— GOAL OF THE EXERCISE —
Repeat, line for line, the entries below from the first line to the line containing "controller. Never panics", counting both ends.

Dataset entries
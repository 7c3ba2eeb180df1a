//! Bandwidth Allocation Core (C7, §4.6).
//!
//! A pure, three-stage allocation algorithm: first-fit-decreasing initial
//! assignment, offload-then-proportional-shave of overloaded disks, and
//! spare-capacity distribution. Grounded verbatim in the original
//! `min_bandwidth_per_tenant.py` sample bandwidth controller. Never panics
//! on a feasible input; negative intermediate values are a contract
//! violation and are checked by assertion (§7, §9).

// Layer 1: Standard library imports
use std::collections::HashMap;

// Layer 2: Third-party crate imports
// (none)

// Layer 3: Internal module imports
use crate::model::MonitoringSnapshot;

/// Capacity constants the allocation core is invoked with (§4.6).
#[derive(Debug, Clone, Copy)]
pub struct Capacity {
    pub disk_cap_mbps: f64,
    pub proxy_cap_mbps: f64,
    pub num_proxies: u32,
}

/// Floating-point tolerance used throughout the invariants (§4.6, §8.6).
pub const EPSILON: f64 = 1e-6;

/// `computed[tenant][disk_id] = assigned_bandwidth`.
pub type Allocation = HashMap<String, HashMap<String, f64>>;

/// Per-disk, per-tenant list of individual transfer shares. Kept as a `Vec`
/// (not a sum) because stage 2/3 redistribute per-transfer, not per-tenant.
type DiskUsage = HashMap<String, HashMap<String, Vec<f64>>>;

/// Run the full three-stage allocation (§4.6).
///
/// `slo` maps tenant → total reserved bandwidth (MBps); a tenant absent from
/// `slo` is treated as best-effort (no reservation, only spare capacity).
pub fn allocate(
    snapshot: &MonitoringSnapshot,
    slo: &HashMap<String, f64>,
    capacity: Capacity,
) -> Allocation {
    let mut computed: Allocation = HashMap::new();
    let mut disk_usage: DiskUsage = HashMap::new();

    stage1_initial_allocation(snapshot, slo, &mut computed, &mut disk_usage);
    stage2_offload_and_shave(capacity, &mut computed, &mut disk_usage);
    stage3_distribute_spare(capacity, &mut computed, &mut disk_usage);

    debug_assert!(
        computed
            .values()
            .flat_map(|m| m.values())
            .all(|&v| v >= -EPSILON),
        "allocation core produced a negative assignment"
    );

    computed
}

fn stage1_initial_allocation(
    snapshot: &MonitoringSnapshot,
    slo: &HashMap<String, f64>,
    computed: &mut Allocation,
    disk_usage: &mut DiskUsage,
) {
    // Ascending number of active transfers (fewer transfers first, §4.6),
    // tenant id as tiebreaker so the pass order is stable across calls on
    // an unchanged snapshot regardless of `HashMap`'s random iteration
    // order (§8 property 7).
    let mut tenants: Vec<&String> = snapshot.transfers.keys().collect();
    tenants.sort_by(|a, b| {
        snapshot.transfers[*a]
            .len()
            .cmp(&snapshot.transfers[*b].len())
            .then_with(|| a.cmp(b))
    });

    for tenant in tenants {
        let transfers = &snapshot.transfers[tenant];
        let tenant_slo = slo.get(tenant).copied();

        for (disk_id, _measured) in transfers {
            computed
                .entry(tenant.clone())
                .or_default()
                .entry(disk_id.clone())
                .or_insert(0.0);
            disk_usage
                .entry(disk_id.clone())
                .or_default()
                .entry(tenant.clone())
                .or_default();

            match tenant_slo {
                None => {
                    disk_usage
                        .get_mut(disk_id)
                        .expect("disk entry just inserted")
                        .get_mut(tenant.as_str())
                        .expect("tenant entry just inserted")
                        .push(0.0);
                }
                Some(total_slo) => {
                    let slot = total_slo / transfers.len() as f64;
                    *computed
                        .get_mut(tenant.as_str())
                        .expect("tenant entry just inserted")
                        .get_mut(disk_id.as_str())
                        .expect("disk entry just inserted") = slot;
                    disk_usage
                        .get_mut(disk_id)
                        .expect("disk entry just inserted")
                        .get_mut(tenant.as_str())
                        .expect("tenant entry just inserted")
                        .push(slot);
                }
            }
        }
    }
}

fn disk_load(disk_usage: &DiskUsage, disk_id: &str) -> f64 {
    disk_usage
        .get(disk_id)
        .map(|per_tenant| per_tenant.values().flatten().sum())
        .unwrap_or(0.0)
}

fn stage2_offload_and_shave(
    capacity: Capacity,
    computed: &mut Allocation,
    disk_usage: &mut DiskUsage,
) {
    let mut overloaded: Vec<String> = disk_usage
        .keys()
        .filter(|d| disk_load(disk_usage, d) > capacity.disk_cap_mbps)
        .cloned()
        .collect();
    overloaded.sort();

    for disk_id in overloaded {
        let mut excess = disk_load(disk_usage, &disk_id) - capacity.disk_cap_mbps;
        if excess <= EPSILON {
            continue;
        }

        // Candidates: SLO tenants on this disk with at least one other disk.
        let mut candidates: Vec<String> = disk_usage[&disk_id]
            .keys()
            .filter(|t| computed.get(t.as_str()).map(|m| m.len()).unwrap_or(0) >= 2)
            .cloned()
            .collect();
        candidates.sort();

        for tenant in &candidates {
            if excess <= EPSILON {
                break;
            }
            let mut alt_disks: Vec<String> = computed[tenant]
                .keys()
                .filter(|d| *d != &disk_id)
                .cloned()
                .collect();
            alt_disks.sort();

            for alt_disk in alt_disks {
                if excess <= EPSILON {
                    break;
                }
                let alt_load = disk_load(disk_usage, &alt_disk);
                if alt_load >= capacity.disk_cap_mbps {
                    continue;
                }

                let tenant_share_on_overloaded: f64 =
                    disk_usage[&disk_id][tenant].iter().sum();
                let transferable = (capacity.disk_cap_mbps - alt_load)
                    .min(tenant_share_on_overloaded)
                    .min(excess);
                if transferable <= EPSILON {
                    continue;
                }

                let alt_conns = disk_usage
                    .entry(alt_disk.clone())
                    .or_default()
                    .entry(tenant.clone())
                    .or_default()
                    .len()
                    .max(1);
                let inc_slot = transferable / alt_conns as f64;
                for v in disk_usage
                    .get_mut(&alt_disk)
                    .expect("alt disk entry just inserted")
                    .get_mut(tenant)
                    .expect("alt tenant entry just inserted")
                {
                    *v += inc_slot;
                }
                *computed
                    .get_mut(tenant)
                    .expect("tenant present in computed")
                    .entry(alt_disk.clone())
                    .or_insert(0.0) += transferable;

                let dec_conns = disk_usage[&disk_id][tenant].len().max(1);
                let dec_slot = transferable / dec_conns as f64;
                for v in disk_usage
                    .get_mut(&disk_id)
                    .expect("overloaded disk present")
                    .get_mut(tenant)
                    .expect("tenant present on overloaded disk")
                {
                    *v -= dec_slot;
                }
                *computed
                    .get_mut(tenant)
                    .expect("tenant present in computed")
                    .get_mut(&disk_id)
                    .expect("tenant assigned on overloaded disk") -= transferable;

                excess -= transferable;
            }
        }

        if excess > EPSILON {
            proportional_shave(&disk_id, excess, &candidates, computed, disk_usage);
        }
    }
}

/// Fixed-point proportional shaving (§4.6): iteratively exclude tenants
/// whose current share is already below the candidate `reduce_slot` until
/// the excluded set stabilizes, bounded by `|candidates|` iterations (§9).
fn proportional_shave(
    disk_id: &str,
    mut excess: f64,
    candidates: &[String],
    computed: &mut Allocation,
    disk_usage: &mut DiskUsage,
) {
    let mut active: Vec<String> = candidates.to_vec();

    for _ in 0..=candidates.len() {
        if excess <= EPSILON || active.is_empty() {
            break;
        }

        let total_conns: usize = active
            .iter()
            .map(|t| disk_usage[disk_id].get(t).map(|v| v.len()).unwrap_or(0))
            .sum();
        if total_conns == 0 {
            break;
        }
        let reduce_slot = excess / total_conns as f64;

        let next_active: Vec<String> = active
            .iter()
            .filter(|t| {
                computed
                    .get(t.as_str())
                    .and_then(|m| m.get(disk_id))
                    .copied()
                    .unwrap_or(0.0)
                    >= reduce_slot
            })
            .cloned()
            .collect();

        if next_active.len() == active.len() {
            for tenant in &active {
                if let Some(values) = disk_usage.get_mut(disk_id).and_then(|m| m.get_mut(tenant)) {
                    for v in values.iter_mut() {
                        *v -= reduce_slot;
                    }
                }
                if let Some(v) = computed.get_mut(tenant).and_then(|m| m.get_mut(disk_id)) {
                    *v -= reduce_slot;
                }
            }
            excess = 0.0;
            break;
        }

        active = next_active;
    }
}

fn stage3_distribute_spare(
    capacity: Capacity,
    computed: &mut Allocation,
    disk_usage: &mut DiskUsage,
) {
    let total_assigned: f64 = disk_usage
        .values()
        .flat_map(|per_tenant| per_tenant.values().flatten())
        .sum();
    let total_conns: usize = disk_usage
        .values()
        .flat_map(|per_tenant| per_tenant.values())
        .map(|v| v.len())
        .sum();

    let free_proxy =
        capacity.num_proxies as f64 * capacity.proxy_cap_mbps - total_assigned;
    let free_proxy_slot = if free_proxy > 0.0 && total_conns > 0 {
        free_proxy / total_conns as f64
    } else {
        0.0
    };

    let mut disk_ids: Vec<String> = disk_usage.keys().cloned().collect();
    disk_ids.sort();
    for disk_id in disk_ids {
        let disk_total: f64 = disk_usage[&disk_id].values().flatten().sum();
        let disk_conns: usize = disk_usage[&disk_id].values().map(|v| v.len()).sum();
        if disk_conns == 0 {
            continue;
        }
        let spare_disk = capacity.disk_cap_mbps - disk_total;
        let spare_slot = (spare_disk / disk_conns as f64).min(free_proxy_slot).max(0.0);
        if spare_slot <= EPSILON {
            continue;
        }

        let mut tenants: Vec<String> = disk_usage[&disk_id].keys().cloned().collect();
        tenants.sort();
        for tenant in tenants {
            if let Some(values) = disk_usage.get_mut(&disk_id).and_then(|m| m.get_mut(&tenant)) {
                values.push(spare_slot);
            }
            *computed
                .entry(tenant)
                .or_default()
                .entry(disk_id.clone())
                .or_insert(0.0) += spare_slot;
        }
    }
}

#[cfg(test)]
mod tests {
    use super::*;

    fn cap(disk: f64, proxy: f64, n: u32) -> Capacity {
        Capacity {
            disk_cap_mbps: disk,
            proxy_cap_mbps: proxy,
            num_proxies: n,
        }
    }

    /// S3: feasible allocation splits SLO evenly and fills with spare.
    #[test]
    fn feasible_allocation_meets_slo_and_fills_spare() {
        let mut snapshot = MonitoringSnapshot::new();
        snapshot.record("t1", "d1", 30.0);
        snapshot.record("t1", "d2", 30.0);
        let mut slo = HashMap::new();
        slo.insert("t1".to_string(), 60.0);

        let result = allocate(&snapshot, &slo, cap(115.0, 115.0, 1));

        let t1 = &result["t1"];
        assert!((t1["d1"] - 57.5).abs() < 1.0);
        assert!((t1["d2"] - 57.5).abs() < 1.0);
        assert_eq!(t1.len(), 2);
    }

    /// S4: overloaded disk gets shaved back under capacity via offload/shave.
    #[test]
    fn overloaded_disk_is_brought_under_capacity() {
        let mut snapshot = MonitoringSnapshot::new();
        snapshot.record("t1", "d1", 100.0);
        snapshot.record("t2", "d1", 50.0);
        snapshot.record("t2", "d2", 50.0);
        let mut slo = HashMap::new();
        slo.insert("t1".to_string(), 100.0);
        slo.insert("t2".to_string(), 100.0);

        let result = allocate(&snapshot, &slo, cap(115.0, 230.0, 2));

        let d1_total: f64 = result.values().filter_map(|m| m.get("d1")).sum();
        let d2_total: f64 = result.values().filter_map(|m| m.get("d2")).sum();
        assert!(d1_total <= 115.0 + EPSILON, "d1 total was {d1_total}");
        assert!(d2_total <= 115.0 + EPSILON, "d2 total was {d2_total}");
    }

    #[test]
    fn all_assignments_are_non_negative() {
        let mut snapshot = MonitoringSnapshot::new();
        snapshot.record("t1", "d1", 100.0);
        snapshot.record("t2", "d1", 50.0);
        snapshot.record("t2", "d2", 50.0);
        snapshot.record("t3", "d1", 10.0);
        let mut slo = HashMap::new();
        slo.insert("t1".to_string(), 100.0);
        slo.insert("t2".to_string(), 100.0);

        let result = allocate(&snapshot, &slo, cap(115.0, 115.0, 1));
        for per_disk in result.values() {
            for &v in per_disk.values() {
                assert!(v >= -EPSILON, "negative assignment: {v}");
            }
        }
    }

    #[test]
    fn best_effort_tenant_without_slo_gets_zero_then_spare() {
        let mut snapshot = MonitoringSnapshot::new();
        snapshot.record("best_effort", "d1", 1.0);
        let slo = HashMap::new();

        let result = allocate(&snapshot, &slo, cap(115.0, 115.0, 1));
        assert!(result["best_effort"]["d1"] > 0.0);
    }

    #[test]
    fn idempotent_on_unchanged_snapshot() {
        let mut snapshot = MonitoringSnapshot::new();
        snapshot.record("t1", "d1", 30.0);
        snapshot.record("t1", "d2", 30.0);
        let mut slo = HashMap::new();
        slo.insert("t1".to_string(), 60.0);

        let first = allocate(&snapshot, &slo, cap(115.0, 115.0, 1));
        let second = allocate(&snapshot, &slo, cap(115.0, 115.0, 1));

        for (tenant, disks) in &first {
            for (disk, value) in disks {
                assert!((value - second[tenant][disk]).abs() < EPSILON);
            }
        }
    }

    #[test]
    fn per_disk_and_aggregate_capacity_invariants_hold() {
        let mut snapshot = MonitoringSnapshot::new();
        snapshot.record("t1", "d1", 90.0);
        snapshot.record("t2", "d1", 90.0);
        snapshot.record("t2", "d2", 10.0);
        snapshot.record("t3", "d2", 10.0);
        let mut slo = HashMap::new();
        slo.insert("t1".to_string(), 80.0);
        slo.insert("t2".to_string(), 80.0);

        let capacity = cap(115.0, 230.0, 2);
        let result = allocate(&snapshot, &slo, capacity);

        let mut per_disk_totals: HashMap<String, f64> = HashMap::new();
        let mut grand_total = 0.0;
        for per_disk in result.values() {
            for (disk, &v) in per_disk {
                *per_disk_totals.entry(disk.clone()).or_insert(0.0) += v;
                grand_total += v;
            }
        }
        for (_disk, total) in per_disk_totals {
            assert!(total <= capacity.disk_cap_mbps + EPSILON);
        }
        assert!(
            grand_total
                <= capacity.num_proxies as f64 * capacity.proxy_cap_mbps + EPSILON
        );
    }
}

— RESULT OF THIS EXERCISE —
repository 7c3ba2eeb180df1a
//! Bandwidth Allocation Core (C7, §4.6).
//!
//! A pure, three-stage allocation algorithm: first-fit-decreasing initial
//! assignment, offload-then-proportional-shave of overloaded disks, and
//! spare-capacity distribution. Grounded verbatim in the original
//! `min_bandwidth_per_tenant.py` sample bandwidth controller. Never panics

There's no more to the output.